If they have health insurance, federal law requires most plans to cover mental health services at a level comparable to medical care. That means copays for a therapist visit should be similar to copays for a regular doctor visit. Prior authorization requirements can’t be stricter for mental health than for other medical services, and annual visit limits can’t be more restrictive either. If they’ve been told their insurance “doesn’t cover therapy,” it’s worth checking the specifics, because many plans do cover it and the person may have received outdated or incorrect information.
For people without insurance or with limited coverage, SAMHSA’s treatment locator at FindTreatment.gov can help identify local providers, including those offering sliding-scale fees. Community mental health centers, university training clinics, and some primary care offices also provide affordable options. Offering to research providers, make the initial call, or drive them to the appointment removes barriers that feel overwhelming to someone already struggling.
What to Do in a Crisis
If the person is expressing suicidal thoughts, engaging in self-harm, experiencing hallucinations, or showing signs of psychosis (believing things that aren’t real, hearing voices), the timeline compresses. You don’t need to wait for the perfect conversation.
The 988 Suicide and Crisis Lifeline is available 24/7 by call, text, or chat. It’s free, confidential, and provides support for mental health crises, substance use issues, and emotional distress. You can call on someone’s behalf if you’re concerned about them. For Spanish speakers and deaf or hard-of-hearing individuals, dedicated access is available through the same number.

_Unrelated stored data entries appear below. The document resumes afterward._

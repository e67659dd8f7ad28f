//! Fit command implementation.
//!
//! Fits every date in an observation file and prints the date x maturity
//! table.

use std::fs::File;
use std::io::{BufWriter, Write};
use std::path::PathBuf;

use anyhow::Result;
use clap::Args;
use tracing::info;

use crate::cli::OutputFormat;
use crate::commands::FitOptions;
use crate::input::read_observations;
use crate::output::{print_report, write_table, MaturityUnit};

/// Arguments for the fit command.
#[derive(Args, Debug)]
pub struct FitArgs {
    #[command(flatten)]
    pub options: FitOptions,

    /// Report maturities in years instead of days
    #[arg(long)]
    pub years: bool,

    /// Write the table to a file instead of stdout
    #[arg(short, long)]
    pub output: Option<PathBuf>,

    /// Fit dates one after another
    #[arg(long)]
    pub sequential: bool,
}

/// Execute the fit command.
pub fn execute(args: FitArgs, format: OutputFormat, quiet: bool) -> Result<()> {
    let config = args.options.resolve_config()?;
    let inputs = read_observations(&args.options.input, args.options.delimiter_byte()?)?;
    info!(
        "Fitting {} dates with the {} method",
        inputs.len(),
        config.method
    );

    let runner = config.batch_runner()?.with_parallel(config.series.parallel && !args.sequential);
    let outcome = runner.run(inputs)?;

    let unit = if args.years {
        MaturityUnit::Years(config.day_basis)
    } else {
        MaturityUnit::Days
    };

    match &args.output {
        Some(path) => {
            let mut out = BufWriter::new(File::create(path)?);
            write_table(&mut out, outcome.series.table(), unit, format)?;
            out.flush()?;
            info!("Wrote {}", path.display());
        }
        None => {
            let stdout = std::io::stdout();
            let mut out = stdout.lock();
            write_table(&mut out, outcome.series.table(), unit, format)?;
        }
    }

    if !quiet {
        print_report(&outcome.report);
    }
    Ok(())
}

In situations where someone is an immediate danger to themselves or others, calling 911 or going to the nearest emergency room is appropriate. Some communities also have mobile crisis teams that can respond in person, which may feel less escalating than police involvement. Your local NAMI (National Alliance on Mental Illness) chapter can tell you what’s available in your area.
When They Keep Saying No
You may do everything right and still hear no. This is common, and it doesn’t mean you’ve failed. People often need multiple conversations over weeks or months before they’re ready. Each conversation plants a seed, even when it doesn’t feel like it.
Some intermediate steps can bridge the gap. Suggesting a visit to their primary care doctor for a “checkup” feels less threatening than a psychiatric appointment but can still lead to a referral. Sharing a book, podcast, or article about someone with a similar experience can normalize the idea of getting help without making it a direct confrontation. Some people respond better to peer support groups than to the idea of one-on-one therapy, because it feels less clinical.
What you can’t do is force an adult into treatment against their will in most circumstances. Involuntary psychiatric evaluation is generally reserved for situations where a person poses an imminent danger to themselves or others. The legal standards vary by state, but the threshold is high. For everything below that threshold, your influence comes through relationship, patience, and persistence.
Protect Your Own Health
Trying to help someone who won’t accept help is one of the most draining experiences a person can go through. Caregiver burnout is real, and it shows up as exhaustion, resentment, hopelessness, and withdrawal from your own life. If you’re starting to feel resentment toward the person you’re trying to help, that’s not a character flaw. It’s a signal you need support yourself.
Joining a support group for families of people with mental illness (NAMI offers these nationwide), seeing your own therapist, or simply maintaining boundaries around how much time and energy you give to this situation are all protective. Respite care, where someone else steps in temporarily so you can rest, is another option worth exploring. Your health matters just as much as theirs, and you can’t sustain the long game of helping someone if you’re running on empty.